Again and again I hooked carp, each time feeling the stregth of the fish only for seconds - at most minutes - before the line found a rough spot in the wood and parted. Five fish hooked, five fish lost. One lonely bluegill on the stringer. Time to move on and find something my own size to pick on. I paddled around the pond looking for more bluegill - amazingly I didn't see any beds! Is it possible the bluegill haven't nested yet? Each likely spot I visited demonstrated the same dynamic. Bluegill, bass and carp all focussed on the top looking for swimming cicadas. No underwater presentation would entice, no more 'gills would come to hand. I returned to my original location.

My first cast in this spot was taken with a splashy swirl. I waited a split second and strip-set the hook. Line pealed off the reel in a display of speed and strength I have never experienced in fresh water. For a second I felt like the proverbial deer-in-the-headlights. 90 feet of fly line dissappeared from the spool of the reel as the fish tore across open water, never diving more than three feet below the surface! What kind of animal was this?

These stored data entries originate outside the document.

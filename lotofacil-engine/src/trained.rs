//! Combinaisons « entraînées ».
//!
//! Chaque ligne de la matrice est un tirage (ses 15 numéros en entiers) et
//! toutes les lignes portent la même étiquette. Les classifieurs n'apprennent
//! donc rien d'utile : les combinaisons produites sont les premières lignes du
//! jeu de test, c'est-à-dire des tirages passés, réordonnées. Ce comportement
//! est reproduit tel quel ; ce n'est pas une prévision.

use ndarray::{Array2, Axis};
use rand::prelude::*;
use rand::rngs::StdRng;
use serde::{Deserialize, Serialize};

use lotofacil_db::models::DrawRecord;

use crate::classifiers::{Classifier, DecisionTreeClassifier, KNeighborsClassifier};
use crate::error::{degrade, AnalysisError};
use crate::heuristic::Combination;

/// Étiquette unique attribuée à chaque tirage.
const PLACEHOLDER_LABEL: u32 = 1;

#[derive(Debug, Clone)]
pub struct ModelConfig {
    pub test_fraction: f64,
    pub seed: u64,
    pub knn_k: usize,
    pub max_predictions: usize,
}

impl Default for ModelConfig {
    fn default() -> Self {
        Self {
            test_fraction: 0.2,
            seed: 42,
            knn_k: 3,
            max_predictions: 5,
        }
    }
}

#[derive(Debug, Clone, Default, PartialEq, Serialize, Deserialize)]
pub struct TrainedPredictions {
    #[serde(rename = "DecisionTree")]
    pub decision_tree: Vec<Combination>,
    #[serde(rename = "KNN")]
    pub knn: Vec<Combination>,
}

#[derive(Debug)]
pub struct Split {
    pub x_train: Array2<f64>,
    pub x_test: Array2<f64>,
    pub y_train: Vec<u32>,
}

/// Une ligne par tirage possédant des dezenas, dans l'ordre de l'historique.
pub fn build_feature_matrix(draws: &[DrawRecord]) -> Result<Array2<f64>, AnalysisError> {
    let mut rows: Vec<Vec<f64>> = Vec::new();
    for draw in draws {
        let Some(dezenas) = &draw.dezenas else {
            continue;
        };
        let row = dezenas
            .iter()
            .map(|d| {
                d.parse::<u32>()
                    .map(f64::from)
                    .map_err(|_| AnalysisError::InvalidNumber(d.clone()))
            })
            .collect::<Result<Vec<f64>, _>>()?;
        rows.push(row);
    }

    let Some(width) = rows.first().map(Vec::len) else {
        return Err(AnalysisError::InsufficientData { needed: 1, got: 0 });
    };
    for (i, row) in rows.iter().enumerate() {
        if row.len() != width {
            return Err(AnalysisError::RaggedFeatures { row: i, expected: width, got: row.len() });
        }
    }

    let n_rows = rows.len();
    Array2::from_shape_vec((n_rows, width), rows.into_iter().flatten().collect())
        .map_err(|e| AnalysisError::Model(e.to_string()))
}

/// Mélange les indices avec une graine fixe ; la taille du test est arrondie
/// au supérieur. Il faut au moins une ligne de chaque côté.
pub fn train_test_split(
    x: &Array2<f64>,
    y: &[u32],
    test_fraction: f64,
    seed: u64,
) -> Result<Split, AnalysisError> {
    let n = x.nrows();
    let n_test = (n as f64 * test_fraction).ceil() as usize;
    if n_test == 0 || n_test >= n {
        return Err(AnalysisError::InsufficientData { needed: 2, got: n });
    }

    let mut rng = StdRng::seed_from_u64(seed);
    let mut indices: Vec<usize> = (0..n).collect();
    indices.shuffle(&mut rng);
    let (test_idx, train_idx) = indices.split_at(n_test);

    Ok(Split {
        x_train: x.select(Axis(0), train_idx),
        x_test: x.select(Axis(0), test_idx),
        y_train: train_idx.iter().map(|&i| y[i]).collect(),
    })
}

fn row_to_combination(row: ndarray::ArrayView1<f64>) -> Combination {
    let mut combination: Combination = row.iter().map(|&v| format!("{:02}", v as u32)).collect();
    combination.sort();
    combination
}

/// Entraîne le modèle puis retourne les lignes de test prédites, réinterprétées
/// comme combinaisons. L'étiquette prédite elle-même n'est pas utilisée.
fn predict_with(
    model: &mut dyn Classifier,
    split: &Split,
    max_predictions: usize,
) -> Result<Vec<Combination>, AnalysisError> {
    model.fit(&split.x_train, &split.y_train)?;

    let head = split.x_test.nrows().min(max_predictions);
    let x_head = split.x_test.slice(ndarray::s![..head, ..]).to_owned();
    let predictions = model.predict(&x_head)?;
    tracing::debug!(model = model.name(), predicted = predictions.len(), "prédictions calculées");

    Ok((0..predictions.len())
        .map(|i| row_to_combination(x_head.row(i)))
        .collect())
}

pub fn train_and_predict_combinations(draws: &[DrawRecord], config: &ModelConfig) -> TrainedPredictions {
    let split = build_feature_matrix(draws).and_then(|x| {
        let y = vec![PLACEHOLDER_LABEL; x.nrows()];
        train_test_split(&x, &y, config.test_fraction, config.seed)
    });
    let split = match split {
        Ok(split) => split,
        Err(e) => {
            tracing::error!(error = %e, "préparation des données d'entraînement impossible");
            return TrainedPredictions::default();
        }
    };
    tracing::info!(
        train = split.x_train.nrows(),
        test = split.x_test.nrows(),
        "jeu d'entraînement prêt"
    );

    let mut tree = DecisionTreeClassifier::new();
    let mut knn = KNeighborsClassifier::new(config.knn_k);

    TrainedPredictions {
        decision_tree: degrade("DecisionTree", predict_with(&mut tree, &split, config.max_predictions)),
        knn: degrade("KNN", predict_with(&mut knn, &split, config.max_predictions)),
    }
}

Again I dropped anchor and gave chase. I worked the little fly rod to the point where I was sure it would burst in a crack of exhausted graphite, fighting my canoe to the fish rather than vice versa. This fish flashed silver and was fast, very fast. The battle stayed near the top of the water. I wondered if this was one of the white amur (grass carp) the state had reportedly stocked in Rush Run. My hopes were rewarded as I brought the fish closer to the canoe. The grinning mouth set high on the wide head, the silver scales; all this promised my first amur! Back-and-forth, back-and-forth the fight went on. Clearly this battle I had a chance to win and I promised myself to play it safe, keep the pressure steady. A lucky break and I managed a thumb in the mouth of the prettiest carp I have ever hooked. One hoist and fish, water and fly line ended up in a soaking mess in the boat. 

I paddled breathlessly against the wind for the 400 yards back to the launching ramp. Jumping from the canoe I am quite sure the folks bank fishing were wondering if I was suffering the effects of a Mexican food lunch, but in a flash I was back with my digital camer. I wanted to get a shot of the fish and get it back in the water before she became so stressed that my desire for a picture brought about an untimely death for the great fish. A friendly sun-worshiper took on the responsiblity of pushing the buttons on the little Nikon 4500. The grass carp was recesutated for about 15 minutes before swimming away under her own power. And I collapsed on the bank, gulping down cool water as I recounted a most memorable afternoon to a few amused folks who had watched a lunatic in a pretty canoe paddle-and-reel-and-paddle-and-reel during the course of the afternoon.

Do you think I am heading back to Rush Run soon? 

Tight lines and heavier tippets...

Joe C.


----------



## DrZ (Apr 28, 2004)

What an awesome day!! I'm jealous. There is nothing better than catching carp on the fly! I may have to hit Rushrun before the cicadas leave us.


----------



## mrfishohio (Apr 5, 2004)

Great story.


----------



## jethro (Apr 11, 2004)

That may have been the longest report ever  
Great story! congrats on your first grassie!


----------



## Bassnpro1 (Apr 6, 2004)

thanks for the great story.


----------



## gmrkatman (Apr 16, 2004)

That was just what I needed to give my mind a break from work. Felt like I was right there with you.


----------



## cornmuse (Apr 14, 2004)

gmrkatman said:


> Felt like I was right there with you.


That is the highest compliment that can be paid to anyone who puts pen to paper. Thank you.

Glad you enjoyed the TR. I hope I have a few more adventures so I can share another one.

Joe C.


----------



## Fishman (Apr 5, 2004)

Awsome story cornmuse


----------



## harry1 (Apr 17, 2004)

well done - story and fish


----------



## roadman (Apr 7, 2004)

Great story !!! I could actually see it happening!!


----------



## trailbreaker (Oct 11, 2008)

i was there today.. not a bad little lake yep just like hueston 10 HP
also has water moccasins, i've seen the holes and dead trees great for bass 
fishing you can keep the bass over 15''


----------